Downloading all photos at once from marathonfoto

10 September 2023

They didn't give me a "download all" button so I had to make my own.

They didn’t give me a “download all” button so I had to make my own

I ran in an event which supplied (free) race photos to the participants, which was distrbuted via marathonfoto.com. Great!

Using the site, you can click on individual photos and download them at full resolution. They have a “Download or Print” button, but it only tries to sell you photo prints. They don’t have a “download all” button.

screenshot of the upsell page on marathonfoto

I’m not bypassing any DRM, the images were free, I just didn’t want to click “Download” 28 times

The solution

I didn’t check to see if I could reach their API, so my solution scrapes the web page for a list of the image URLs. I ran this in my browser’s devtools console:

$('.gal-image__sponsored-link').toArray().map(function (x) { return x.getAttribute('data-sponsored-image-url')})

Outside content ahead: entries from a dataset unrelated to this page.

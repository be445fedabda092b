use crate::error::{Result, WireGuardError};
use std::process::{Output, Stdio};
use tokio::io::AsyncWriteExt;
use tokio::process::Command;
use tracing::debug;

fn spawn_error(program: &str, e: std::io::Error) -> WireGuardError {
    match e.kind() {
        std::io::ErrorKind::NotFound => WireGuardError::ToolUnavailable(program.to_string()),
        std::io::ErrorKind::PermissionDenied => {
            WireGuardError::PermissionDenied(format!("cannot execute {}", program))
        }
        _ => WireGuardError::Io(e),
    }
}

/// Run a tool and capture its output; a non-zero exit is left to the caller
pub(crate) async fn run(program: &str, args: &[&str]) -> Result<Output> {
    debug!(program, ?args, "running command");
    Command::new(program)
        .args(args)
        .kill_on_drop(true)
        .output()
        .await
        .map_err(|e| spawn_error(program, e))
}

/// Like [`run`], feeding `input` on stdin (secrets never go on the command line)
pub(crate) async fn run_with_stdin(program: &str, args: &[&str], input: &str) -> Result<Output> {
    debug!(program, ?args, "running command with stdin");
    let mut child = Command::new(program)
        .args(args)
        .stdin(Stdio::piped())
        .stdout(Stdio::piped())
        .stderr(Stdio::piped())
        .kill_on_drop(true)
        .spawn()
        .map_err(|e| spawn_error(program, e))?;

    if let Some(mut stdin) = child.stdin.take() {
        stdin.write_all(input.as_bytes()).await?;
        stdin.write_all(b"\n").await?;
    }
    Ok(child.wait_with_output().await?)
}

pub(crate) fn stderr_of(output: &Output) -> String {
    String::from_utf8_lossy(&output.stderr).trim().to_string()
}

/// Map a failed invocation to the error the caller should see
pub(crate) fn failure(output: &Output, wrap: fn(String) -> WireGuardError) -> WireGuardError {
    let stderr = stderr_of(output);
    let lower = stderr.to_lowercase();
    if lower.contains("operation not permitted")
        || lower.contains("permission denied")
        || lower.contains("must be run as root")
    {
        return WireGuardError::PermissionDenied(stderr);
    }
    wrap(stderr)
}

Once I had a list of images, I saved it to a file called urls.txt, line separated. Then I ran this python script (this was faster than xargs and curl, because of the filenames). I copied the cookie value from my browser dev tools as well:

import requests

# apparently this isn't necessary
# headers_val = {'Cookie': 'LastKnownCredentials=< Copy this from dev tools >'}
images = []
with open('urls.txt', 'rt') as f:
    images = f.readlines()
assert images is not None

img = 0
for i in images:
    i = i.strip() # cr lf endings wasted a half hour of my time
    filename = f'file{img:02}.jpg'
    print('url', i)

    # no authentication was actually necessary here
    r = requests.get(i, None, allow_redirects=True, stream=True)
    r.raise_for_status()
    with open(filename, 'wb') as f:
        f.write(r.content)
    img += 1

Some notes from along the way

I started by tracking the link from my email. I didn’t have to create an account, and it knew my number, and so the link in my inbox contained just my pictures.

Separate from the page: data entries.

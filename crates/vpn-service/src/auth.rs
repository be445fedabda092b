//! Caller identity handed in by the API layer.
//!
//! Token validation happens before the service is reached; a [`Caller`] only
//! records whether that succeeded and for whom.

use serde::{Deserialize, Serialize};

#[derive(Debug, Clone, PartialEq, Eq, Serialize, Deserialize)]
pub struct Caller {
    subject: Option<String>,
}

impl Caller {
    pub fn authorized(subject: impl Into<String>) -> Self {
        Self {
            subject: Some(subject.into()),
        }
    }

    pub fn anonymous() -> Self {
        Self { subject: None }
    }

    pub fn is_authorized(&self) -> bool {
        self.subject.is_some()
    }

    pub fn subject(&self) -> &str {
        self.subject.as_deref().unwrap_or("anonymous")
    }
}

#[derive(Debug, Clone, Serialize, Deserialize)]
#[serde(default)]
pub struct AuthConfig {
    /// When false, anonymous callers may mutate state (local development)
    pub require_authorization: bool,
}

impl Default for AuthConfig {
    fn default() -> Self {
        Self {
            require_authorization: true,
        }
    }
}

#[cfg(test)]
mod tests {
    use super::*;

    #[test]
    fn test_caller() {
        let admin = Caller::authorized("admin");
        assert!(admin.is_authorized());
        assert_eq!(admin.subject(), "admin");

        let anon = Caller::anonymous();
        assert!(!anon.is_authorized());
        assert_eq!(anon.subject(), "anonymous");
    }
}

The first link was behind some tracker redirect, which one of my browser extensions had flagged at first. It then redirects to:

https://www.marathonfoto.com/In?
    RaceOID=<Race Occasion Id>
    &LastName=<Last Name>
    &BibNumber=<Bib Number>
    &utm_source=<Tracking Source>
    &utm_medium=email
    &utm_campaign=<Email Campaign Name>
    &_kx=<Tracking Id>

Then, redirects again to:

https://www.marathonfoto.com/Home/Search?
    BibNumber=<Bib Number>
    &OccasionRef=<Race Occasion Id>
    &LastName=<Last Name>
    &utm_source=<Tracking Source>
    &utm_medium=email
    &utm_campaign=<Email Campaign Name>
    &_kx=<Tracking Id>

And then to here, where it gives you a PIN.

https://www.marathonfoto.com/Proofs?
    PIN=<6 digits, A-Z 0-9>
    &LastName=<Last Name>
    &utm_source=<Tracking Source>
    &utm_medium=email
    &utm_campaign=<Email Campaign Name>
    &_kx=<Tracking Id>

A cookie is saved with the value LastKnownCredentials=PIN=<PIN>&LastName=<LastName>. I actually found out after writing my script that the cookie or header isn’t actually required to download the file.

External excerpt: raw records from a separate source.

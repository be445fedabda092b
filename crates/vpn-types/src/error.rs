//! Common error types shared across crates

use serde::{Deserialize, Serialize};
use thiserror::Error;

/// Common result type
pub type Result<T> = std::result::Result<T, CommonError>;

/// Coarse classification every crate error maps onto.
///
/// The API layer uses this to pick a response status without matching on
/// every crate-specific variant.
#[derive(Debug, Clone, Copy, PartialEq, Eq, Hash, Serialize, Deserialize)]
#[serde(rename_all = "camelCase")]
pub enum ErrorKind {
    /// Malformed input, rejected before any side effect
    Validation,
    /// Duplicate listen address/port or duplicate peer key
    Conflict,
    /// Start requested on something already running
    AlreadyRunning,
    /// Operation not valid for the current lifecycle state
    InvalidState,
    /// The OS refused a socket bind
    Bind,
    /// The tunnel could not be brought up
    Start,
    /// A live change could not be pushed to the running tunnel
    Sync,
    /// Insufficient OS privilege
    Permission,
    /// Unknown id
    NotFound,
    /// Probe or connect timeout
    Timeout,
    /// Caller is not allowed to mutate state
    Unauthorized,
    /// Persistence backing store failed
    Storage,
    /// A required external tool is missing
    Unavailable,
    /// Anything else
    Internal,
}

impl ErrorKind {
    pub fn as_str(&self) -> &'static str {
        match self {
            ErrorKind::Validation => "validation",
            ErrorKind::Conflict => "conflict",
            ErrorKind::AlreadyRunning => "already_running",
            ErrorKind::InvalidState => "invalid_state",
            ErrorKind::Bind => "bind",
            ErrorKind::Start => "start",
            ErrorKind::Sync => "sync",
            ErrorKind::Permission => "permission",
            ErrorKind::NotFound => "not_found",
            ErrorKind::Timeout => "timeout",
            ErrorKind::Unauthorized => "unauthorized",
            ErrorKind::Storage => "storage",
            ErrorKind::Unavailable => "unavailable",
            ErrorKind::Internal => "internal",
        }
    }
}

impl std::fmt::Display for ErrorKind {
    fn fmt(&self, f: &mut std::fmt::Formatter<'_>) -> std::fmt::Result {
        f.write_str(self.as_str())
    }
}

/// Common errors that can occur across crates
#[derive(Error, Debug)]
pub enum CommonError {
    /// I/O error
    #[error("I/O error: {0}")]
    Io(#[from] std::io::Error),

    /// Serialization/deserialization error
    #[error("Serialization error: {0}")]
    Serialization(String),

    /// Validation error
    #[error("Validation error: {0}")]
    Validation(String),

    /// Storage backend error
    #[error("Storage error: {0}")]
    Storage(String),
}

impl CommonError {
    pub fn validation(msg: impl Into<String>) -> Self {
        Self::Validation(msg.into())
    }

    pub fn storage(msg: impl Into<String>) -> Self {
        Self::Storage(msg.into())
    }

    pub fn kind(&self) -> ErrorKind {
        match self {
            CommonError::Validation(_) => ErrorKind::Validation,
            CommonError::Io(_) | CommonError::Serialization(_) | CommonError::Storage(_) => {
                ErrorKind::Storage
            }
        }
    }
}

impl From<serde_json::Error> for CommonError {
    fn from(err: serde_json::Error) -> Self {
        Self::Serialization(err.to_string())
    }
}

What’s weird to me is that if you know the RaceOID, LastName, and BibNumber, you can look up photos for anyone in the event. (Everything after is optional.) It’s fine because the event was in a public park, and this was probably in the paperwork, but I’m not sure if I want these all to be publicly indexable after I’ve downloaded them.

The full name and bib number of race participants are available to anyone that raced in the event, the results were all viewable from links on printed QR codes around the event. (On a separate website.)

I am not Matt, but I can view all of his pictures (removed personal details):

screenshot of where I found matt

But upon closer inspection, this seems to be by design, the event website redirects to a search box which lets you search all photos by last name. Seems by design, but odd that they bother with the PIN number at all…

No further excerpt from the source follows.